Pintasan.co, Jakarta – Kebijakan keterwakilan perempuan 30% di kabinet Indonesia, yang dikenal dengan sebutan “Kebijakan 30% Keterwakilan Perempuan”, merupakan langkah penting dalam mendorong kesetaraan gender di ranah politik dan pemerintahan.

Kebijakan ini direspon dengan beragam pandangan, terutama dalam transisi kepemimpinan antara Presiden ke-7 Joko Widodo dan Presiden sekarang Prabowo Subianto.

Meskipun Indonesia telah menunjukkan komitmen terhadap pemberdayaan perempuan, pencapaian representasi perempuan di kabinet masih menghadapi tantangan, terutama dalam mengimplementasikan angka 30% yang dijanjikan.

Di masa pemerintahan Jokowi, kebijakan ini mulai diberlakukan dengan memperkenalkan keterwakilan perempuan dalam kabinet yang sebelumnya tidak begitu mencolok.

Pada periode pertama (2014-2019), terdapat 6 perempuan dalam kabinet Jokowi, yang berjumlah sekitar 26%.

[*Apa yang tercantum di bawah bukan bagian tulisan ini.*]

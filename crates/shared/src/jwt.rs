//! JWT token generation and validation.

use chrono::{Duration, Utc};
use jsonwebtoken::{DecodingKey, EncodingKey, Header, Validation, decode, encode};
use thiserror::Error;
use uuid::Uuid;

use crate::auth::Claims;

/// JWT configuration.
#[derive(Debug, Clone)]
pub struct JwtConfig {
    /// Secret key for signing tokens.
    pub secret: String,
    /// Access token expiration in minutes.
    pub access_token_expires_minutes: i64,
}

impl Default for JwtConfig {
    fn default() -> Self {
        Self {
            secret: "change-me-in-production".to_string(),
            access_token_expires_minutes: 60,
        }
    }
}

/// Errors that can occur during JWT operations.
#[derive(Debug, Error)]
pub enum JwtError {
    /// Token encoding failed.
    #[error("failed to encode token: {0}")]
    EncodingError(String),

    /// Token decoding failed.
    #[error("failed to decode token: {0}")]
    DecodingError(String),

    /// Token has expired.
    #[error("token has expired")]
    Expired,
}

/// JWT service for token operations.
#[derive(Clone)]
pub struct JwtService {
    config: JwtConfig,
    encoding_key: EncodingKey,
    decoding_key: DecodingKey,
}

impl std::fmt::Debug for JwtService {
    fn fmt(&self, f: &mut std::fmt::Formatter<'_>) -> std::fmt::Result {
        f.debug_struct("JwtService")
            .field("access_token_expires_minutes", &self.config.access_token_expires_minutes)
            .field("encoding_key", &"[hidden]")
            .field("decoding_key", &"[hidden]")
            .finish()
    }
}

impl JwtService {
    /// Creates a new JWT service with the given configuration.
    #[must_use]
    pub fn new(config: JwtConfig) -> Self {
        let encoding_key = EncodingKey::from_secret(config.secret.as_bytes());
        let decoding_key = DecodingKey::from_secret(config.secret.as_bytes());
        Self {
            config,
            encoding_key,
            decoding_key,
        }
    }

    /// Generates an access token scoped to one school.
    ///
    /// # Errors
    ///
    /// Returns `JwtError::EncodingError` if token generation fails.
    pub fn generate_access_token(
        &self,
        user_id: Uuid,
        school_id: Uuid,
        role: &str,
    ) -> Result<String, JwtError> {
        let expires_at = Utc::now() + Duration::minutes(self.config.access_token_expires_minutes);
        let claims = Claims::new(user_id, school_id, role, expires_at);

        encode(&Header::default(), &claims, &self.encoding_key)
            .map_err(|e| JwtError::EncodingError(e.to_string()))
    }

    /// Validates and decodes a token.
    ///
    /// # Errors
    ///
    /// Returns `JwtError::Expired` if the token has expired.
    /// Returns `JwtError::DecodingError` if the token is malformed.
    pub fn validate_token(&self, token: &str) -> Result<Claims, JwtError> {
        let validation = Validation::default();

        decode::<Claims>(token, &self.decoding_key, &validation)
            .map(|data| data.claims)
            .map_err(|e| match e.kind() {
                jsonwebtoken::errors::ErrorKind::ExpiredSignature => JwtError::Expired,
                _ => JwtError::DecodingError(e.to_string()),
            })
    }

    /// Returns the access token expiration in seconds.
    #[must_use]
    pub const fn access_token_expires_in(&self) -> i64 {
        self.config.access_token_expires_minutes * 60
    }
}

#[cfg(test)]
mod tests {
    use super::*;

    fn create_test_service() -> JwtService {
        JwtService::new(JwtConfig {
            secret: "test-secret-key-for-testing".to_string(),
            access_token_expires_minutes: 15,
        })
    }

    #[test]
    fn test_validate_token_round_trip_claims() {
        let service = create_test_service();
        let user_id = Uuid::new_v4();
        let school_id = Uuid::new_v4();

        let token = service
            .generate_access_token(user_id, school_id, "teacher")
            .unwrap();
        let claims = service.validate_token(&token).unwrap();

        assert_eq!(claims.user_id(), user_id);
        assert_eq!(claims.school_id(), school_id);
        assert_eq!(claims.role, "teacher");
    }

    #[test]
    fn test_invalid_token() {
        let service = create_test_service();
        assert!(service.validate_token("invalid.token.here").is_err());
    }

    #[test]
    fn test_token_signed_with_other_secret_is_rejected() {
        let other = JwtService::new(JwtConfig {
            secret: "another-secret".to_string(),
            access_token_expires_minutes: 15,
        });
        let token = other
            .generate_access_token(Uuid::new_v4(), Uuid::new_v4(), "admin")
            .unwrap();

        let result = create_test_service().validate_token(&token);
        assert!(matches!(result, Err(JwtError::DecodingError(_))));
    }

    #[test]
    fn test_expired_token() {
        let service = JwtService::new(JwtConfig {
            secret: "test-secret-key-for-testing".to_string(),
            access_token_expires_minutes: -10,
        });
        let token = service
            .generate_access_token(Uuid::new_v4(), Uuid::new_v4(), "admin")
            .unwrap();

        assert!(matches!(service.validate_token(&token), Err(JwtError::Expired)));
    }

    #[test]
    fn test_expires_in_seconds() {
        assert_eq!(create_test_service().access_token_expires_in(), 900);
    }
}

Pada periode kedua (2019-2024), Jokowi meningkatkan jumlah ini menjadi 9 perempuan, yang mencapai sekitar 30%.

Namun, meskipun ada pencapaian ini, sektor politik dan pemerintahan masih cenderung dikuasai oleh kaum laki-laki, dan tantangan terbesar adalah memastikan perempuan bukan hanya sekadar hadir, tetapi juga memiliki peran yang signifikan dalam pengambilan keputusan.

Menurut data terbaru dari Kementerian Pemberdayaan Perempuan dan Perlindungan Anak (Kemen PPPA) pada tahun 2024, angka keterwakilan perempuan di kursi parlemen Indonesia masih terbilang rendah, yakni sekitar 20,5%.

Sementara itu, angka tersebut menunjukkan ada kemajuan, kebijakan 30% keterwakilan perempuan di kabinet seharusnya bisa memberikan dampak lebih besar pada kesetaraan akses dan partisipasi perempuan dalam pengambilan keputusan.

Dalam konteks transisi ini, kita juga harus melihat peran serta dan komitmen Prabowo dalam meneruskan atau bahkan meningkatkan kebijakan ini.

Presiden Prabowo Subianto mengumumkan 48 nama menteri dan 5 pejabat setingkat menteri yang akan membantu pemerintahannya bersama Wakil Presiden Gibran Rakabuming Raka untuk periode 2024 – 2029 dalam kabinet Merah Putih pada Minggu malam, 20 Oktober 2024 beberapa jam setelah Prabowo-Gibran dilantik.

Menteri perempuan dalam Kabinet Merah Putih

Dari 53 nama tersebut, hanya 5 menteri yang berjenis kelamin perempuan, yakni  Menteri Keuangan Sri Mulyani, Menteri Komunikasi dan Digital Meutya Viada Hafid, Menteri Pendayagunaan Aparatur Negara dan Reformasi Birokrasi Rini Widyantini, Menteri Pariwisata Widiyanti Putri Wardhana, serta Menteri Pemberdayaan Perempuan dan Perlindungan Anak (PPPA) Arifatul Choiri Fauzi.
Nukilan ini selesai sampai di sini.